Exercise and Activity Levels

Landseers are largely sedentary dogs, preferring to laze on the couch with the family instead of participating in vigorous activity. However, they are bred for endurance and swimming, so daily exercise is critical to keep them healthy, prevent obesity and keep their minds stimulated. Thirty minutes to one hour of walking is usually needed every day, regardless of the weather. Since these dogs have such a thick coat, walking during the cooler times of the day is critical to prevent heat stroke.

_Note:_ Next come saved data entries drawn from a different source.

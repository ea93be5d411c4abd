use super::schema::{AppConfig, PartialConfig};
use crate::exec::locate::default_search_paths;
use crate::safety::defaults::{default_blocked_names, default_pattern_rules};
use std::path::PathBuf;

impl PartialConfig {
    /// Merge self with a lower-priority fallback.
    /// Self's non-None values take precedence.
    /// For the blocklist tables: REPLACE semantics (if self has Some, use it entirely).
    pub fn with_fallback(self, fallback: PartialConfig) -> PartialConfig {
        PartialConfig {
            shell: self.shell.or(fallback.shell),
            shell_search_paths: self.shell_search_paths.or(fallback.shell_search_paths),
            shell_timeout_secs: self.shell_timeout_secs.or(fallback.shell_timeout_secs),
            blocked_patterns: self.blocked_patterns.or(fallback.blocked_patterns),
            blocked_names: self.blocked_names.or(fallback.blocked_names),
            security_log_path: self.security_log_path.or(fallback.security_log_path),
        }
    }

    /// Convert to AppConfig, filling any remaining gaps with defaults.
    pub fn finalize(self) -> AppConfig {
        AppConfig {
            shell: self.shell,
            shell_search_paths: self.shell_search_paths.unwrap_or_else(default_search_paths),
            shell_timeout_secs: self.shell_timeout_secs.unwrap_or(30),
            blocked_patterns: self.blocked_patterns.unwrap_or_else(default_pattern_rules),
            blocked_names: self.blocked_names.unwrap_or_else(default_blocked_names),
            security_log_path: self
                .security_log_path
                .unwrap_or_else(|| PathBuf::from("./security.log")),
        }
    }
}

While swimming is not necessary, Landseers are happiest when provided with the opportunity to swim. When presented with water, their enthusiasm will generally be difficult to contain.

Grooming

The grooming needs of the Landseer are extensive and should be carefully considered prior to obtaining the breed. Since they have a double coat, these dogs need to be brushed at least once a week, and generally more often to keep the oils distributed and the coat from matting. Bathing is not usually necessary unless they are dirty, as this will strip the coat of healthy oils. Shedding occurs twice a year, and extra brushing will be required during those times. The nails are large and thick, and regular nail trimmers may not be strong enough. Regular grinding (at least monthly) can help keep the nails short.

Famous Landseers

While Landseers are not recognised as a breed by all kennel clubs, there are a few famous examples of these magnificent creatures in show business and popular culture.

  • Roxie from the film, A Dog’s Purpose
  • Nana from the original script for Peter Pan who was tasked with babysitting the kids
  • Pilot, Mr. Rochester’s dog from the novel, Jane Eyre

Cross-Breeds

Cross-breeding of the more common Newfoundland dogs is beginning to occur (with poodles, retrievers, and Bernese Mountain dogs), but there are no common cross-breeds with Landseers at this time.